A obra seria para assinalar os 30 anos da associação, no ano passado, mas a pandemia provocada pela covid-19 obrigou a atrasar a apresentação, que está agora marcada para 19 de junho.
O livro é de venda ao público e estará à venda nas livrarias ou por encomenda à SOS Racismo e, segundo José Falcão, o objetivo é que daqui por um ano ela possa estar acessível online.
Entretanto, a associação quer que a obra chegue a todas as escolas do país e já lançou o repto às câmaras municipais, havendo já “uma vintena de autarquias” que encomendaram o dicionário, tal como o Alto Comissariado para as Migrações (ACM), que também “comprou muitos livros”.
Por não haver nada parecido e com esta amplitude, o nome “Dicionário da Invisibilidade” está patenteado e traz “histórias incríveis e absolutamente alucinantes” como a da indiana Phoolan Devi (1963-2001), que ficou conhecida como “rainha dos bandidos”, mas também de dirigentes do movimento Panteras Negras, dos Estados Unidos, ou outros dirigentes nas revoltas da América Latina, na guerra civil de Espanha ou outras lutas civis.

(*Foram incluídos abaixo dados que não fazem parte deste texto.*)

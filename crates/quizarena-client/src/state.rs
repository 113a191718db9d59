//! Everything a running client holds on to, wired together at startup.

use rand::thread_rng;
use tracing::{info, warn};

use quizarena_shared::daily::DailyState;
use quizarena_shared::profile::PlayerProfile;
use quizarena_shared::protocol::UserView;
use quizarena_shared::types::GameMode;

use crate::api_client::ApiClient;
use crate::bank::QuestionBank;
use crate::cache::ProfileCache;
use crate::config::ClientConfig;
use crate::error::Result;
use crate::game::{start_match, MatchConfig, MatchHandle};
use crate::profile::{initial_profile, ProfileHandle, ProfileTask, SyncWorker};
use crate::scheduler::Scheduler;

/// A question bank dropped into the cache directory replaces the built-in one.
const QUESTIONS_FILE: &str = "questions.json";

pub struct AppState {
    pub api: ApiClient,
    pub cache: ProfileCache,
    pub profile: ProfileHandle,
    pub scheduler: Scheduler,
    pub bank: QuestionBank,
}

impl AppState {
    /// Load the profile (server first, then cache, then a guest profile),
    /// start the profile task with cache and sync attached and load the
    /// question bank.
    pub async fn start(config: ClientConfig) -> Result<Self> {
        let api = ApiClient::new(config.clone())?;
        let cache = ProfileCache::new(config.cache_dir.clone());

        let (profile, daily, bank) = futures::join!(
            initial_profile(&api, &cache),
            cache.load_daily(),
            load_bank(&cache),
        );
        let profile = profile.unwrap_or_else(|| PlayerProfile::new("guest", "Player"));
        let daily = daily.unwrap_or_else(|e| {
            warn!(error = %e, "unreadable daily state, starting over");
            DailyState::default()
        });
        let bank = bank?;
        info!(profile = %profile.id, questions = bank.len(), "client started");

        let handle = ProfileTask::new(profile, daily)
            .with_cache(cache.clone())
            .with_sync(SyncWorker::spawn(api.clone()))
            .spawn();

        Ok(Self {
            api,
            cache,
            profile: handle,
            scheduler: Scheduler::new(),
            bank,
        })
    }

    /// Log in and adopt the server's copy of the profile.
    pub async fn sign_in(&self, email: &str, password: &str) -> Result<UserView> {
        let user = self.api.login(email, password).await?;
        self.profile.replace(user.to_profile()).await?;
        Ok(user)
    }

    /// Log out and drop the cached profile. The in-memory profile stays
    /// until the next start.
    pub async fn sign_out(&self) -> Result<()> {
        self.api.logout().await?;
        self.cache.clear().await
    }

    pub fn new_match(&self, mode: GameMode, category: Option<&str>) -> Result<MatchHandle> {
        let questions = self.bank.draw(mode, category, &mut thread_rng())?;
        start_match(
            MatchConfig {
                mode,
                questions,
                seed: None,
            },
            self.profile.clone(),
            self.scheduler.clone(),
        )
    }
}

async fn load_bank(cache: &ProfileCache) -> Result<QuestionBank> {
    let path = cache.dir().join(QUESTIONS_FILE);
    if tokio::fs::try_exists(&path).await.unwrap_or(false) {
        match QuestionBank::load(&path).await {
            Ok(bank) if !bank.is_empty() => return Ok(bank),
            Ok(_) => warn!(path = %path.display(), "custom question bank is empty"),
            Err(e) => warn!(path = %path.display(), error = %e, "ignoring custom question bank"),
        }
    }
    QuestionBank::builtin()
}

Para Portugal existem mais de 200 entradas, de Zeca Afonso a Alcino Monteiro, ou Fernando Castro, “um dos primeiros dirigentes negros na Assembleia da República”.
“Tem a primeira pessoa assassinada pela GNR em 1911, quando a GNR aparece, que tem uma estátua em Setúbal e que tem a ver com a luta das conserveiras”, exemplificou José Falcão.
O dicionário conta ainda com a colaboração do cartoonista e ilustrador André Carrilho, responsável não só pela capa, mas também pelas 20 ilustrações que integram a obra.
Além da apresentação pública do próximo sábado estão ainda previstas uma apresentação na Universidade do Porto, em setembro, e outra em Beja.